* TASK *
The lines wanted run from the first one below through the one with "jitter, per spec". Return them exactly.

ENTRIES SUPPLIED START

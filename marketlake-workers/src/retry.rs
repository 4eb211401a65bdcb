//! Retry delay math for the Fast Worker Pool's backoff policy (spec §4.H).
//!
//! `attempt` is 1-indexed, matching the spec's own numbering: the first
//! retry (after the initial attempt fails) is `attempt = 1`.

use std::time::Duration;

use marketlake_core::config::{BackoffKind, RetryConfig};
use rand::Rng;

pub fn delay_for_attempt(policy: &RetryConfig, attempt: u32) -> Duration {
    let base = policy.base_delay_ms as f64;
    let raw_ms = match policy.backoff {
        BackoffKind::Fixed => base,
        BackoffKind::Linear => base * attempt as f64 * policy.factor,
        BackoffKind::Exponential => base * policy.factor.powi(attempt as i32 - 1),
    };
    let capped_ms = raw_ms.min(policy.max_delay_ms as f64).max(0.0);
    Duration::from_millis(with_jitter(capped_ms) as u64)
}

/// ±10% jitter, per spec §4.H "A small jitter (±10%) SHOULD be added."
fn with_jitter(ms: f64) -> f64 {
    let jitter_frac = rand::thread_rng().gen_range(-0.1..=0.1);
    (ms * (1.0 + jitter_frac)).max(0.0)
}

#[cfg(test)]
mod tests {
    use super::*;

    fn policy(backoff: BackoffKind) -> RetryConfig {
        RetryConfig {
            max_attempts: 5,
            backoff,
            base_delay_ms: 1_000,
            max_delay_ms: 60_000,
            factor: 2.0,
        }
    }

    #[test]
    fn fixed_backoff_ignores_attempt_number() {
        let policy = policy(BackoffKind::Fixed);
        for attempt in 1..=4 {
            let delay = delay_for_attempt(&policy, attempt).as_millis() as f64;
            assert!((900.0..=1100.0).contains(&delay), "attempt {attempt} delay {delay} out of jitter range");
        }
    }

    #[test]
    fn linear_backoff_scales_with_attempt() {
        let policy = policy(BackoffKind::Linear);
        let attempt2 = delay_for_attempt(&policy, 2).as_millis() as f64;
        // base=1000, factor=2 -> 1000*2*2 = 4000ms, ±10%
        assert!((3600.0..=4400.0).contains(&attempt2));
    }

    #[test]
    fn exponential_backoff_doubles_each_attempt() {
        let policy = policy(BackoffKind::Exponential);
        let attempt1 = delay_for_attempt(&policy, 1).as_millis() as f64;
        let attempt3 = delay_for_attempt(&policy, 3).as_millis() as f64;
        // attempt1: 1000*2^0=1000ms, attempt3: 1000*2^2=4000ms, ±10% each
        assert!((900.0..=1100.0).contains(&attempt1));
        assert!((3600.0..=4400.0).contains(&attempt3));
    }

    #[test]
    fn delay_is_capped_at_max_delay() {
        let mut policy = policy(BackoffKind::Exponential);
        policy.max_delay_ms = 2_000;
        let delay = delay_for_attempt(&policy, 10).as_millis() as f64;
        assert!(delay <= 2_200.0, "delay {delay} should be capped near max_delay_ms plus jitter");
    }
}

ENTRIES SUPPLIED END

* TASK RESPONSE *
filename marketlake-workers/src/retry.rs
repository 4eb211401a65bdcb
//! Retry delay math for the Fast Worker Pool's backoff policy (spec §4.H).
//!
//! `attempt` is 1-indexed, matching the spec's own numbering: the first
//! retry (after the initial attempt fails) is `attempt = 1`.

use std::time::Duration;

use marketlake_core::config::{BackoffKind, RetryConfig};
use rand::Rng;

pub fn delay_for_attempt(policy: &RetryConfig, attempt: u32) -> Duration {
    let base = policy.base_delay_ms as f64;
    let raw_ms = match policy.backoff {
        BackoffKind::Fixed => base,
        BackoffKind::Linear => base * attempt as f64 * policy.factor,
        BackoffKind::Exponential => base * policy.factor.powi(attempt as i32 - 1),
    };
    let capped_ms = raw_ms.min(policy.max_delay_ms as f64).max(0.0);
    Duration::from_millis(with_jitter(capped_ms) as u64)
}

/// ±10% jitter, per spec §4.H "A small jitter (±10%) SHOULD be added."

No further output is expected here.